We thus arrive at a basic polarity between the
self-assertive tendency
and the
integrative tendency
of holons on every level, and, as we shall
see, in every type of hierarchic system. This polarity is a fundamental
feature of the present theory and one of its leitmotifs. It is not a
product of metaphysical speculation, but is in fact
implied
in the
model of the multi-levelled holarchy, because the stability of the model
depends on the equilibration of the dual aspects of its holons, as wholes
and as parts. This polarity or
coincidencia oppositorum
is present
in varying degrees in all manifestations of life. Its philosophical
implications will be discussed in later chapters; for the time being let
us note that
the self-assertive tendency is the dynamic expression of
the holon's wholeness, its integrative tendency the dynamic expression
of its partness
.*
* For 'integrative tendency' I shall occasionally use as synonymous:
'participatory' or 'self-transcending' tendency.
As far as the holons in social hierarchies are concerned, the polarity is
obvious -- shouting at us from the headlines of the daily newspaper.
But in less obvious ways the dichotomy of self-assertion versus
integration is ubiquitous in biology, psychology, ecology and wherever
we find complex hierarchic systems -- which is practically everywhere
around us. To paraphrase Gertrude Stein again: a whole is a part is a
whole. Each sub-whole is a 'sub' and a 'whole'. In the living animal or
plant, as in the body social, each part must assert its individuality,
for otherwise the organism would lose its articulation and disintegrate;
but at the same time the part must submit to the demands of the whole --
which is not always a smooth process.
We have seen earlier on that each part of the living creature, from
complex organs down to the organelles inside the cell, has its intrinsic
rhythm and pattern of activity, governed by its own built-in code of
rules, which makes it function as a quasi-independent unit. On the other
hand, these autonomous activities of the holon are released, inhibited
and modified by controls on higher levels of the hierarchy which act on
the holon's integrative potential and make it function as a subordinate
part. In a healthy organism as in a healthy society, the two tendencies
are in equilibrium on every level of the hierarchy. But when exposed to
stress, the self-asserting tendency of the affected part of the organism
or society may get out of hand -- i.e., the part will tend to escape
the restraining controls of the whole. This can lead to pathological
changes -- such as malignant growths with an untrammelled proliferation
of tissues which have escaped genetic restraint.

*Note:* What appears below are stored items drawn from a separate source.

//! Web adaptor for the Dify relay
//!
//! Routes:
//! - `POST /api/dify`, `POST /proxy/dify`: normalize, dispatch, return the raw Dify body
//! - `POST /api/dify/answer`: same call, returns `{ answer, conversationId, mode }`
//! - `GET /api/health?url=`: probe an API server's `/health`
//! - `GET /health`: relay liveness

#![warn(missing_docs)]

pub mod handlers;
pub mod server;
pub mod types;

pub use handlers::ApiError;
pub use server::{build_router, RelayServer, RelayState};
pub use types::{AnswerResponse, HealthQuery, LivenessResponse, ProxyRequest};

On a less extreme level,
virtually any organ or function may get temporarily and partially out of
control. In rage and panic the sympathico-adrenal apparatus takes over
from the higher centres which normally coordinate behaviour; when sex is
aroused, the gonads seem to take over from the brain. The
idée
fixe
, the obsession of the crank, are cognitive holons running
riot. There is a wide range of mental disorders in which some subordinate
part in the cognitive hierarchy exerts a tyrannical rule over the whole,
or in which some chunks of the personality seem to have 'split off' and
lead a quasi-independent existence. The most frequent aberrations of the
human mind are due to the obsessional pursuit of some part-truth, treated
as if it were the whole truth -- a holon masquerading as the whole.